PROBLEM REQUIREMENTS:
Please transcribe the data exactly, with nothing left out.

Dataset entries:
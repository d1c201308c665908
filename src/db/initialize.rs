use crate::db::migrate::run_pending_migrations;
use crate::errors::AppResult;
use rusqlite::Connection;

/// Bring a review store up to the current schema.
/// Table creation lives in the migrations; a fresh file runs all of them.
pub fn init_db(conn: &Connection) -> AppResult<()> {
    run_pending_migrations(conn)?;
    Ok(())
}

REPLY:
repository d1c201308c665908
filename src/db/initialize.rs
use crate::db::migrate::run_pending_migrations;
use crate::errors::AppResult;
use rusqlite::Connection;

/// Bring a review store up to the current schema.
/// Table creation lives in the migrations; a fresh file runs all of them.
pub fn init_db(conn: &Connection) -> AppResult<()> {
    run_pending_migrations(conn)?;
    Ok(())
}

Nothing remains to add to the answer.